Stored data entries

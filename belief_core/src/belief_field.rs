//! The spatial belief for one presumed particle.
//!
//! A [`BeliefField`] is a normalized probability grid: every cell is
//! non-negative and the cells sum to one. It is only mutated through
//! diffusion, collapse, removal, merging and normalization, each of which
//! drops the cached information score.

use nalgebra::DMatrix;
use serde::{Deserialize, Serialize};
use std::cell::OnceCell;
use std::collections::BTreeSet;

use crate::canonical::FieldKey;
use crate::error::BeliefError;
use crate::grid::{Coord, GridShape, Topology};

/// Share of a cell's mass that moves into each reachable neighbour per step.
pub const DIFFUSION_SHARE: f64 = 0.25;

/// Keeps `p * ln(p + ε)` finite for empty cells.
const ENTROPY_EPSILON: f64 = 1e-60;

/// Probability field over the grid for a single particle.
#[derive(Debug, Clone, Serialize, Deserialize)]
pub struct BeliefField {
    /// Row-indexed probability grid (height x width)
    probs: DMatrix<f64>,

    /// Cached `1 - normalized entropy`
    #[serde(skip)]
    information: OnceCell<f64>,
}

impl BeliefField {
    /// Creates a field spread evenly over `area`, zero elsewhere.
    ///
    /// Duplicate cells in `area` are counted once.
    pub fn uniform(shape: GridShape, area: &[Coord]) -> Result<Self, BeliefError> {
        let cells = distinct_cells(shape, area)?;
        let share = 1.0 / cells.len() as f64;

        let mut probs = DMatrix::zeros(shape.height, shape.width);
        for cell in cells {
            probs[(cell.row, cell.col)] = share;
        }
        Ok(Self::from_matrix(probs))
    }

    /// Creates a field that is certain to be at `cell`.
    pub fn concentrated(shape: GridShape, cell: Coord) -> Result<Self, BeliefError> {
        let cell = shape.check(cell)?;
        let mut probs = DMatrix::zeros(shape.height, shape.width);
        probs[(cell.row, cell.col)] = 1.0;
        Ok(Self::from_matrix(probs))
    }

    /// Wraps a raw probability grid. The caller is responsible for its mass.
    pub fn from_matrix(probs: DMatrix<f64>) -> Self {
        Self {
            probs,
            information: OnceCell::new(),
        }
    }

    pub fn shape(&self) -> GridShape {
        GridShape::new(self.probs.nrows(), self.probs.ncols())
    }

    /// Probability mass at `cell`; cells outside the grid hold none.
    #[inline]
    pub fn probability(&self, cell: Coord) -> f64 {
        self.probs.get((cell.row, cell.col)).copied().unwrap_or(0.0)
    }

    /// Total mass inside `area`, each distinct cell counted once.
    pub fn mass_within(&self, area: &[Coord]) -> f64 {
        area.iter()
            .copied()
            .collect::<BTreeSet<_>>()
            .into_iter()
            .map(|cell| self.probability(cell))
            .sum()
    }

    /// Total mass of the field (one, up to floating drift).
    pub fn total(&self) -> f64 {
        self.probs.sum()
    }

    // ========================================================================
    // MUTATION
    // ========================================================================

    /// One random-walk step.
    ///
    /// Every occupied cell hands `DIFFUSION_SHARE` of its mass to each
    /// neighbour reported by `topology`; mass aimed at blocked or off-grid
    /// cells stays put. Reads come from a snapshot taken before the pass.
    pub fn diffuse<T: Topology + ?Sized>(&mut self, topology: &T) {
        let shape = self.shape();
        let snapshot = self.probs.clone();

        for cell in shape.cells() {
            let mass = snapshot[(cell.row, cell.col)];
            if mass <= 0.0 {
                continue;
            }
            let moving = DIFFUSION_SHARE * mass;
            for next in topology.neighbors(cell) {
                if !shape.contains(next) {
                    continue;
                }
                self.probs[(cell.row, cell.col)] -= moving;
                self.probs[(next.row, next.col)] += moving;
            }
        }
        self.invalidate();
    }

    /// Collapses the field onto `cell`.
    pub fn concentrate_at(&mut self, cell: Coord) -> Result<(), BeliefError> {
        let cell = self.shape().check(cell)?;
        self.probs.fill(0.0);
        self.probs[(cell.row, cell.col)] = 1.0;
        self.invalidate();
        Ok(())
    }

    /// Removes all mass at `cell` and rescales the rest back to one.
    ///
    /// Fails when `cell` holds the whole mass, since nothing would remain.
    pub fn vanish_from(&mut self, cell: Coord) -> Result<(), BeliefError> {
        let cell = self.shape().check(cell)?;
        let remaining = 1.0 - self.probs[(cell.row, cell.col)];
        if remaining <= 0.0 {
            return Err(BeliefError::SingularRescale { cell });
        }

        self.probs /= remaining;
        self.probs[(cell.row, cell.col)] = 0.0;
        self.invalidate();
        Ok(())
    }

    /// Pointwise mix `(1 - proportion) * self + proportion * other`, then
    /// normalizes.
    pub fn merge_in(&mut self, other: &BeliefField, proportion: f64) -> Result<(), BeliefError> {
        if self.shape() != other.shape() {
            return Err(BeliefError::DimensionMismatch {
                expected: (self.probs.nrows(), self.probs.ncols()),
                actual: (other.probs.nrows(), other.probs.ncols()),
            });
        }

        self.probs
            .zip_apply(&other.probs, |mine, theirs| {
                *mine = (1.0 - proportion) * *mine + proportion * theirs
            });
        self.normalize();
        Ok(())
    }

    /// Clamps negative cells to zero and rescales the total to exactly one.
    ///
    /// A field with no positive mass left is only clamped.
    pub fn normalize(&mut self) {
        self.probs.apply(|p| *p = p.max(0.0));
        let total = self.total();
        if total > 0.0 {
            self.probs /= total;
        }
        self.invalidate();
    }

    #[inline]
    fn invalidate(&mut self) {
        self.information.take();
    }

    // ========================================================================
    // SCORES
    // ========================================================================

    /// `1 - entropy`, with entropy normalized by `ln(cells)`.
    ///
    /// A collapsed field scores 1, a uniform field over the whole grid 0.
    pub fn information(&self) -> f64 {
        *self.information.get_or_init(|| {
            let events = self.probs.len();
            if events <= 1 {
                return 1.0;
            }
            let norm = (events as f64).ln();
            let entropy: f64 = self
                .probs
                .iter()
                .map(|&p| -p * (p + ENTROPY_EPSILON).ln() / norm)
                .sum();
            1.0 - entropy
        })
    }

    /// Bhattacharyya coefficient `Σ sqrt(p·q)`: 1 for identical fields, 0 for
    /// disjoint supports. Fields on different grids share no cells and score 0.
    pub fn similarity(&self, other: &BeliefField) -> f64 {
        if self.shape() != other.shape() {
            return 0.0;
        }
        self.probs
            .iter()
            .zip(other.probs.iter())
            .map(|(p, q)| (p * q).sqrt())
            .sum()
    }

    /// Canonical key used for structural deduplication.
    pub fn key(&self) -> FieldKey {
        let shape = self.shape();
        FieldKey::from_values(
            shape.height,
            shape.width,
            shape.cells().map(|cell| self.probability(cell)),
        )
    }

    /// Read-only view of the raw grid.
    pub fn as_matrix(&self) -> &DMatrix<f64> {
        &self.probs
    }
}

/// Validates `area` against `shape` and removes duplicates.
pub(crate) fn distinct_cells(shape: GridShape, area: &[Coord]) -> Result<BTreeSet<Coord>, BeliefError> {
    if area.is_empty() {
        return Err(BeliefError::EmptyArea);
    }
    area.iter().map(|cell| shape.check(*cell)).collect()
}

Your task
The word "that" appears in how many lines of the records? Give the number only.

Written response
2